→ **Task to complete**: Filter the listing below, please, and copy only the lines with the word "boom".

────────────────

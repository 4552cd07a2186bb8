//! In-memory document store implementing the collaborator seams.
//!
//! Useful for embedding the cleanup engine without a real storage backend
//! and for driving its tests. Scan-fault injection mimics a cursor dying
//! mid-range.

use std::collections::{BTreeMap, HashMap};
use std::sync::atomic::{AtomicU64, Ordering};
use std::sync::{Arc, Mutex, RwLock};

use async_trait::async_trait;

use crate::error::CleanupError;
use crate::range::KeyPattern;
use crate::store::{
    CollectionHandle, CollectionName, DocumentStore, LockMode, RangeScan, RecordId,
    ReplicationWaiter, ShardIndexDesc,
};

/// In-memory multi-collection store.
#[derive(Default)]
pub struct MemoryStore {
    collections: RwLock<HashMap<CollectionName, Arc<MemoryCollection>>>,
}

impl MemoryStore {
    pub fn new() -> Self {
        Self::default()
    }

    pub fn create_collection(
        &self,
        name: CollectionName,
        indexes: Vec<KeyPattern>,
    ) -> Arc<MemoryCollection> {
        let coll = Arc::new(MemoryCollection::new(name.clone(), indexes));
        self.collections
            .write()
            .expect("collections lock")
            .insert(name, coll.clone());
        coll
    }

    pub fn drop_collection(&self, name: &CollectionName) {
        self.collections
            .write()
            .expect("collections lock")
            .remove(name);
    }

    pub fn collection(&self, name: &CollectionName) -> Option<Arc<MemoryCollection>> {
        self.collections
            .read()
            .expect("collections lock")
            .get(name)
            .cloned()
    }
}

impl DocumentStore for MemoryStore {
    fn open_collection<'a>(
        &'a self,
        name: &CollectionName,
        _mode: LockMode,
    ) -> Option<Box<dyn CollectionHandle + 'a>> {
        let coll = self.collection(name)?;
        Some(Box::new(MemoryCollectionHandle { coll }))
    }
}

struct Rows {
    by_key: BTreeMap<Vec<u8>, RecordId>,
    by_id: HashMap<RecordId, Vec<u8>>,
}

/// One collection: documents keyed by their encoded shard key.
pub struct MemoryCollection {
    name: CollectionName,
    indexes: Mutex<Vec<ShardIndexDesc>>,
    rows: Mutex<Rows>,
    next_id: AtomicU64,
    /// `Some(n)`: the n-th scan opened from now fails, then the fault clears.
    scan_fault: Mutex<Option<u64>>,
    deleted_keys: Mutex<Vec<Vec<u8>>>,
}

impl MemoryCollection {
    fn new(name: CollectionName, indexes: Vec<KeyPattern>) -> Self {
        let indexes = indexes
            .into_iter()
            .map(|key_pattern| ShardIndexDesc {
                name: index_name(&key_pattern),
                key_pattern,
            })
            .collect();
        Self {
            name,
            indexes: Mutex::new(indexes),
            rows: Mutex::new(Rows {
                by_key: BTreeMap::new(),
                by_id: HashMap::new(),
            }),
            next_id: AtomicU64::new(1),
            scan_fault: Mutex::new(None),
            deleted_keys: Mutex::new(Vec::new()),
        }
    }

    pub fn insert(&self, key: impl Into<Vec<u8>>) {
        let key = key.into();
        let id = RecordId(self.next_id.fetch_add(1, Ordering::Relaxed));
        let mut rows = self.rows.lock().expect("rows lock");
        if let Some(old) = rows.by_key.insert(key.clone(), id) {
            rows.by_id.remove(&old);
        }
        rows.by_id.insert(id, key);
    }

    pub fn contains(&self, key: &[u8]) -> bool {
        self.rows
            .lock()
            .expect("rows lock")
            .by_key
            .contains_key(key)
    }

    pub fn len(&self) -> usize {
        self.rows.lock().expect("rows lock").by_key.len()
    }

    pub fn is_empty(&self) -> bool {
        self.len() == 0
    }

    /// All keys in index order.
    pub fn keys(&self) -> Vec<Vec<u8>> {
        self.rows
            .lock()
            .expect("rows lock")
            .by_key
            .keys()
            .cloned()
            .collect()
    }

    /// Keys in the order the engine deleted them.
    pub fn deleted_keys(&self) -> Vec<Vec<u8>> {
        self.deleted_keys.lock().expect("deleted keys lock").clone()
    }

    /// Make the scan opened after the next `after` successful ones die on
    /// its first fetch, one-shot.
    pub fn fail_scan_after(&self, after: u64) {
        *self.scan_fault.lock().expect("scan fault lock") = Some(after);
    }

    fn claim_scan_fault(&self) -> bool {
        let mut fault = self.scan_fault.lock().expect("scan fault lock");
        match fault.as_mut() {
            Some(0) => {
                *fault = None;
                true
            }
            Some(left) => {
                *left -= 1;
                false
            }
            None => false,
        }
    }
}

fn index_name(pattern: &KeyPattern) -> String {
    let mut name = pattern.fields().join("_1_");
    name.push_str("_1");
    name
}

struct MemoryCollectionHandle {
    coll: Arc<MemoryCollection>,
}

impl CollectionHandle for MemoryCollectionHandle {
    fn name(&self) -> &CollectionName {
        &self.coll.name
    }

    fn shard_key_index(&self, shard_key: &KeyPattern) -> Option<ShardIndexDesc> {
        self.coll
            .indexes
            .lock()
            .expect("indexes lock")
            .iter()
            .find(|idx| shard_key.is_prefix_of(&idx.key_pattern))
            .cloned()
    }

    fn index_by_name(&self, name: &str) -> Option<ShardIndexDesc> {
        self.coll
            .indexes
            .lock()
            .expect("indexes lock")
            .iter()
            .find(|idx| idx.name == name)
            .cloned()
    }

    fn scan_index(
        &self,
        _index: &ShardIndexDesc,
        min: &[u8],
        max: &[u8],
    ) -> Result<Box<dyn RangeScan + '_>, CleanupError> {
        let fail = self.coll.claim_scan_fault();
        let ids = self
            .coll
            .rows
            .lock()
            .expect("rows lock")
            .by_key
            .range(min.to_vec()..max.to_vec())
            .map(|(_, id)| *id)
            .collect();
        Ok(Box::new(MemoryScan { ids, pos: 0, fail }))
    }

    fn delete_document(&self, id: RecordId) -> Result<(), CleanupError> {
        let mut rows = self.coll.rows.lock().expect("rows lock");
        let Some(key) = rows.by_id.remove(&id) else {
            return Err(CleanupError::Storage(format!(
                "record {id:?} not found in {}",
                self.coll.name
            )));
        };
        rows.by_key.remove(&key);
        drop(rows);
        self.coll
            .deleted_keys
            .lock()
            .expect("deleted keys lock")
            .push(key);
        Ok(())
    }
}

struct MemoryScan {
    ids: Vec<RecordId>,
    pos: usize,
    fail: bool,
}

impl RangeScan for MemoryScan {
    fn next(&mut self) -> Result<Option<RecordId>, CleanupError> {
        if self.fail {
            return Err(CleanupError::Storage("injected scan failure".into()));
        }
        let next = self.ids.get(self.pos).copied();
        self.pos += 1;
        Ok(next)
    }
}

/// Replication waiter that acknowledges immediately, for single-node use.
#[derive(Default)]
pub struct NoopReplication;

#[async_trait]
impl ReplicationWaiter for NoopReplication {
    async fn wait_for_majority(&self) -> Result<(), CleanupError> {
        Ok(())
    }
}
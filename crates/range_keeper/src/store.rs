//! Seams to the host node's document store and replication facility.
//!
//! The cleanup engine never talks to storage directly; the node implements
//! these traits over its real engine. [`crate::memory`] provides an
//! in-memory implementation for embedding and tests.

use std::fmt;

use async_trait::async_trait;

use crate::error::CleanupError;
use crate::range::{ChunkRange, KeyPattern};

/// Fully qualified collection name, `db.coll`.
#[derive(Clone, Debug, PartialEq, Eq, Hash, PartialOrd, Ord)]
pub struct CollectionName {
    db: String,
    coll: String,
}

impl CollectionName {
    pub fn new(db: impl Into<String>, coll: impl Into<String>) -> Self {
        Self {
            db: db.into(),
            coll: coll.into(),
        }
    }

    pub fn db(&self) -> &str {
        &self.db
    }

    pub fn coll(&self) -> &str {
        &self.coll
    }
}

impl fmt::Display for CollectionName {
    fn fmt(&self, f: &mut fmt::Formatter<'_>) -> fmt::Result {
        write!(f, "{}.{}", self.db, self.coll)
    }
}

/// Lock strength requested when opening a collection.
#[derive(Clone, Copy, Debug, PartialEq, Eq)]
pub enum LockMode {
    Shared,
    IntentShared,
    IntentExclusive,
    Exclusive,
}

/// Opaque storage-level document locator.
#[derive(Clone, Copy, Debug, PartialEq, Eq, Hash, PartialOrd, Ord)]
pub struct RecordId(pub u64);

/// An index resolved on a collection.
#[derive(Clone, Debug, PartialEq, Eq)]
pub struct ShardIndexDesc {
    pub name: String,
    pub key_pattern: KeyPattern,
}

impl ShardIndexDesc {
    /// Extend shard-key range bounds to this index's full key pattern.
    ///
    /// Keys are order-preserving encodings and the shard key is a leading
    /// prefix of the index key, so the encoded bounds carry over unchanged.
    pub fn extend_range_bounds(&self, range: &ChunkRange) -> (Vec<u8>, Vec<u8>) {
        (range.min().to_vec(), range.max().to_vec())
    }
}

/// Forward, bounded index scan with caller-controlled pacing. `Err` from
/// `next` means the scan died mid-range (non-fatal to the range; the caller
/// retries the range from the start on its next pass).
pub trait RangeScan: Send {
    fn next(&mut self) -> Result<Option<RecordId>, CleanupError>;
}

/// A collection opened under a lock. Dropping the handle releases the lock.
pub trait CollectionHandle: Send + Sync {
    fn name(&self) -> &CollectionName;

    /// The index whose key pattern the shard key prefixes, if any.
    fn shard_key_index(&self, shard_key: &KeyPattern) -> Option<ShardIndexDesc>;

    /// Re-resolve an index by name; `None` means it was dropped concurrently.
    fn index_by_name(&self, name: &str) -> Option<ShardIndexDesc>;

    /// Open a forward scan over `[min, max)` in `index` order.
    fn scan_index(
        &self,
        index: &ShardIndexDesc,
        min: &[u8],
        max: &[u8],
    ) -> Result<Box<dyn RangeScan + '_>, CleanupError>;

    /// Delete one document in its own unit of work. Write conflicts are
    /// retried inside the store and never surface here.
    fn delete_document(&self, id: RecordId) -> Result<(), CleanupError>;
}

/// The host node's document store.
pub trait DocumentStore: Send + Sync + 'static {
    /// `None` means the collection does not exist (e.g. dropped while
    /// cleanup work was still queued).
    fn open_collection<'a>(
        &'a self,
        name: &CollectionName,
        mode: LockMode,
    ) -> Option<Box<dyn CollectionHandle + 'a>>;
}

/// Majority durability acknowledgement for this task's preceding writes.
#[async_trait]
pub trait ReplicationWaiter: Send + Sync + 'static {
    async fn wait_for_majority(&self) -> Result<(), CleanupError>;
}
//! Chunk range arithmetic and the versioned chunk-ownership descriptor.

use std::collections::BTreeMap;
use std::fmt;
use std::ops::Bound;

use serde::{Deserialize, Serialize};

/// Shard key field names, in index order.
///
/// A shard key is served by any index whose key pattern it prefixes; the
/// deletion path uses this to resolve the index that backs orphan scans.
#[derive(Clone, Debug, PartialEq, Eq, Serialize, Deserialize)]
pub struct KeyPattern(Vec<String>);

impl KeyPattern {
    pub fn new<I, S>(fields: I) -> Self
    where
        I: IntoIterator<Item = S>,
        S: Into<String>,
    {
        let fields: Vec<String> = fields.into_iter().map(Into::into).collect();
        assert!(!fields.is_empty(), "key pattern must name at least one field");
        Self(fields)
    }

    pub fn fields(&self) -> &[String] {
        &self.0
    }

    /// True when `self`'s fields are a leading prefix of `other`'s.
    pub fn is_prefix_of(&self, other: &KeyPattern) -> bool {
        self.0.len() <= other.0.len() && other.0[..self.0.len()] == self.0[..]
    }
}

impl fmt::Display for KeyPattern {
    fn fmt(&self, f: &mut fmt::Formatter<'_>) -> fmt::Result {
        write!(f, "{{{}}}", self.0.join(", "))
    }
}

/// Totally ordered chunk placement version assigned by the routing authority.
///
/// Major increments on chunk moves between shards, minor on splits within a
/// shard. Comparison is lexicographic on `(major, minor)`.
#[derive(Clone, Copy, Debug, PartialEq, Eq, PartialOrd, Ord, Hash, Serialize, Deserialize)]
pub struct ChunkVersion {
    pub major: u32,
    pub minor: u32,
}

impl ChunkVersion {
    /// Placeholder version for chunks whose placement version is irrelevant,
    /// e.g. entries in the receiving-chunks map.
    pub const IGNORED: ChunkVersion = ChunkVersion { major: 0, minor: 0 };

    pub const fn new(major: u32, minor: u32) -> Self {
        Self { major, minor }
    }
}

impl fmt::Display for ChunkVersion {
    fn fmt(&self, f: &mut fmt::Formatter<'_>) -> fmt::Result {
        write!(f, "{}|{}", self.major, self.minor)
    }
}

/// Half-open key interval `[min, max)` in shard-key order.
///
/// Keys are order-preserving encodings of the shard key, so bytewise
/// comparison of the encoded form matches the shard key's comparator.
#[derive(Clone, Debug, PartialEq, Eq, Hash, Serialize, Deserialize)]
pub struct ChunkRange {
    min: Vec<u8>,
    max: Vec<u8>,
}

impl ChunkRange {
    pub fn new(min: impl Into<Vec<u8>>, max: impl Into<Vec<u8>>) -> Self {
        let (min, max) = (min.into(), max.into());
        assert!(min < max, "chunk range min must sort below max");
        Self { min, max }
    }

    pub fn min(&self) -> &[u8] {
        &self.min
    }

    pub fn max(&self) -> &[u8] {
        &self.max
    }

    /// Two half-open intervals intersect.
    pub fn overlaps(&self, other: &ChunkRange) -> bool {
        self.min < other.max && other.min < self.max
    }

    pub fn contains_key(&self, key: &[u8]) -> bool {
        self.min.as_slice() <= key && key < self.max.as_slice()
    }
}

impl fmt::Display for ChunkRange {
    fn fmt(&self, f: &mut fmt::Formatter<'_>) -> fmt::Result {
        write!(
            f,
            "[{}, {})",
            self.min.escape_ascii(),
            self.max.escape_ascii()
        )
    }
}

/// One owned chunk within a snapshot, keyed in the owner map by its min key.
#[derive(Clone, Debug, PartialEq, Eq, Serialize, Deserialize)]
pub struct ChunkInfo {
    pub max: Vec<u8>,
    pub version: ChunkVersion,
}

/// Versioned, immutable description of the chunks this node owns, supplied
/// by the remote routing authority. Snapshots are only ever replaced, never
/// mutated; readers hold them through scoped metadata handles.
#[derive(Clone, Debug, PartialEq, Eq)]
pub struct OwnershipSnapshot {
    version: ChunkVersion,
    shard_key: KeyPattern,
    chunks: BTreeMap<Vec<u8>, ChunkInfo>,
}

impl OwnershipSnapshot {
    pub fn new(
        version: ChunkVersion,
        shard_key: KeyPattern,
        chunks: impl IntoIterator<Item = (ChunkRange, ChunkVersion)>,
    ) -> Self {
        let chunks = chunks
            .into_iter()
            .map(|(range, version)| {
                let ChunkRange { min, max } = range;
                (min, ChunkInfo { max, version })
            })
            .collect();
        Self {
            version,
            shard_key,
            chunks,
        }
    }

    /// Convenience constructor when per-chunk versions don't matter.
    pub fn from_ranges(
        version: ChunkVersion,
        shard_key: KeyPattern,
        ranges: impl IntoIterator<Item = ChunkRange>,
    ) -> Self {
        Self::new(
            version,
            shard_key,
            ranges.into_iter().map(|r| (r, ChunkVersion::IGNORED)),
        )
    }

    pub fn version(&self) -> ChunkVersion {
        self.version
    }

    pub fn shard_key(&self) -> &KeyPattern {
        &self.shard_key
    }

    pub fn num_chunks(&self) -> usize {
        self.chunks.len()
    }

    /// Does `range` intersect any chunk owned in this snapshot?
    ///
    /// Owned chunks are disjoint and sorted, so only the chunk with the
    /// greatest min below `range.max` can intersect.
    pub fn range_overlaps_chunk(&self, range: &ChunkRange) -> bool {
        let below_max = (Bound::Unbounded, Bound::Excluded(range.max()));
        match self.chunks.range::<[u8], _>(below_max).next_back() {
            Some((_, info)) => info.max.as_slice() > range.min(),
            None => false,
        }
    }

    pub fn chunk_ranges(&self) -> impl Iterator<Item = ChunkRange> + '_ {
        self.chunks.iter().map(|(min, info)| ChunkRange {
            min: min.clone(),
            max: info.max.clone(),
        })
    }
}

impl fmt::Display for OwnershipSnapshot {
    fn fmt(&self, f: &mut fmt::Formatter<'_>) -> fmt::Result {
        write!(
            f,
            "version {}, {} chunk(s)",
            self.version,
            self.chunks.len()
        )
    }
}

#[cfg(test)]
mod tests {
    use super::*;

    fn range(min: &str, max: &str) -> ChunkRange {
        ChunkRange::new(min.as_bytes().to_vec(), max.as_bytes().to_vec())
    }

    #[test]
    fn half_open_overlap() {
        assert!(range("a", "f").overlaps(&range("e", "k")));
        assert!(range("e", "k").overlaps(&range("a", "f")));
        assert!(range("a", "k").overlaps(&range("c", "d")));
        // Touching endpoints do not intersect.
        assert!(!range("a", "f").overlaps(&range("f", "k")));
        assert!(!range("f", "k").overlaps(&range("a", "f")));
    }

    #[test]
    fn bound_accessors_resolve_on_owned_ranges() {
        // min/max must stay the inherent accessors; an ordering trait in
        // scope would shadow them on a by-value receiver.
        let owned = range("a", "b");
        assert_eq!(owned.min(), b"a");
        assert_eq!(owned.max(), b"b");
    }

    #[test]
    fn contains_is_inclusive_min_exclusive_max() {
        let r = range("b", "d");
        assert!(r.contains_key(b"b"));
        assert!(r.contains_key(b"c"));
        assert!(!r.contains_key(b"d"));
        assert!(!r.contains_key(b"a"));
    }

    #[test]
    #[should_panic(expected = "min must sort below max")]
    fn empty_range_is_rejected() {
        let _ = range("m", "m");
    }

    #[test]
    fn key_pattern_prefix() {
        let shard_key = KeyPattern::new(["user_id"]);
        let index = KeyPattern::new(["user_id", "created_at"]);
        assert!(shard_key.is_prefix_of(&index));
        assert!(shard_key.is_prefix_of(&shard_key));
        assert!(!index.is_prefix_of(&shard_key));
        assert!(!KeyPattern::new(["other"]).is_prefix_of(&index));
    }

    #[test]
    fn snapshot_overlap_lookup() {
        let snap = OwnershipSnapshot::from_ranges(
            ChunkVersion::new(1, 0),
            KeyPattern::new(["k"]),
            [range("b", "d"), range("f", "h")],
        );
        assert!(snap.range_overlaps_chunk(&range("a", "c")));
        assert!(snap.range_overlaps_chunk(&range("c", "d")));
        assert!(snap.range_overlaps_chunk(&range("g", "z")));
        // Falls entirely in the gap between owned chunks.
        assert!(!snap.range_overlaps_chunk(&range("d", "f")));
        assert!(!snap.range_overlaps_chunk(&range("h", "z")));
        assert!(!snap.range_overlaps_chunk(&range("a", "b")));
    }

    #[test]
    fn version_ordering() {
        assert!(ChunkVersion::new(2, 0) > ChunkVersion::new(1, 9));
        assert!(ChunkVersion::new(1, 3) > ChunkVersion::new(1, 2));
        assert_eq!(ChunkVersion::new(1, 2), ChunkVersion::new(1, 2));
    }
}
//! Typed failure statuses carried by cleanup notifications.

use thiserror::Error;

/// Resolution value of a range cleanup notification.
///
/// Cloned into every waiter holding the same notification, so the error
/// variant must stay cheap to clone.
pub type CleanupStatus = Result<(), CleanupError>;

#[derive(Clone, Debug, Error, PartialEq, Eq)]
pub enum CleanupError {
    /// No index on the collection serves the shard key pattern.
    #[error("unable to find shard key index for {key_pattern} in {collection}")]
    ShardIndexNotFound {
        collection: String,
        key_pattern: String,
    },
    /// The shard key index disappeared between resolution and use.
    #[error("shard key index {index} on {collection} was dropped")]
    ShardIndexDropped { collection: String, index: String },
    /// Storage-level failure reported by the document store.
    #[error("storage error: {0}")]
    Storage(String),
    /// Majority write concern wait failed or timed out.
    #[error("error waiting for majority replication of deletions: {0}")]
    Replication(String),
}
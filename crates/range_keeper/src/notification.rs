//! Shared one-shot completion statuses for queued range deletions.

use std::sync::{Arc, Mutex};

use tokio::sync::Notify;

use crate::error::CleanupStatus;

/// Clonable shared future that resolves exactly once, to success or to the
/// failure encountered while deleting a range. Any number of waiters may
/// hold clones; all observe the same resolution.
#[derive(Clone, Debug)]
pub struct CleanupNotification {
    inner: Arc<Inner>,
}

#[derive(Debug)]
struct Inner {
    status: Mutex<Option<CleanupStatus>>,
    notify: Notify,
}

impl CleanupNotification {
    pub fn pending() -> Self {
        Self {
            inner: Arc::new(Inner {
                status: Mutex::new(None),
                notify: Notify::new(),
            }),
        }
    }

    /// An already-resolved notification; `wait` returns immediately.
    pub fn ready(status: CleanupStatus) -> Self {
        Self {
            inner: Arc::new(Inner {
                status: Mutex::new(Some(status)),
                notify: Notify::new(),
            }),
        }
    }

    /// Resolve the notification. The first resolution wins; later calls are
    /// ignored so teardown can blanket-resolve without clobbering results.
    pub fn set(&self, status: CleanupStatus) {
        let mut slot = self.inner.status.lock().expect("notification lock");
        if slot.is_none() {
            *slot = Some(status);
            drop(slot);
            self.inner.notify.notify_waiters();
        }
    }

    pub fn get(&self) -> Option<CleanupStatus> {
        self.inner.status.lock().expect("notification lock").clone()
    }

    pub fn is_resolved(&self) -> bool {
        self.get().is_some()
    }

    pub async fn wait(&self) -> CleanupStatus {
        loop {
            // Register before checking so a concurrent `set` cannot slip
            // between the check and the await.
            let notified = self.inner.notify.notified();
            if let Some(status) = self.get() {
                return status;
            }
            notified.await;
        }
    }
}

#[cfg(test)]
mod tests {
    use super::*;
    use crate::error::CleanupError;
    use std::time::Duration;

    #[test]
    fn first_resolution_wins() {
        let n = CleanupNotification::pending();
        assert!(!n.is_resolved());
        n.set(Err(CleanupError::Storage("boom".into())));
        n.set(Ok(()));
        assert_eq!(n.get(), Some(Err(CleanupError::Storage("boom".into()))));
    }

    #[test]
    fn ready_is_resolved() {
        assert_eq!(CleanupNotification::ready(Ok(())).get(), Some(Ok(())));
    }

    #[tokio::test]
    async fn wait_wakes_on_set() {
        let n = CleanupNotification::pending();
        let waiter = {
            let n = n.clone();
            tokio::spawn(async move { n.wait().await })
        };
        tokio::time::sleep(Duration::from_millis(10)).await;
        n.set(Ok(()));
        let status = tokio::time::timeout(Duration::from_secs(5), waiter)
            .await
            .expect("waiter timed out")
            .expect("waiter panicked");
        assert_eq!(status, Ok(()));
    }

    #[tokio::test]
    async fn wait_returns_immediately_when_already_resolved() {
        let n = CleanupNotification::ready(Ok(()));
        assert_eq!(n.wait().await, Ok(()));
    }
}
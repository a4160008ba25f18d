//! Loading label volumes and fields from disk.
//!
//! NumPy `.npy` files are the supported format. Label volumes are read into
//! [`Label`](crate::labels::Label) arrays from any integer dtype, fields into
//! `f64` arrays from any float or integer dtype.

mod npy;

pub use npy::{is_npy, load_field, load_labels, read_field, read_labels};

────────────────

→ **The answer**:
        n.set(Err(CleanupError::Storage("boom".into())));
        assert_eq!(n.get(), Some(Err(CleanupError::Storage("boom".into()))));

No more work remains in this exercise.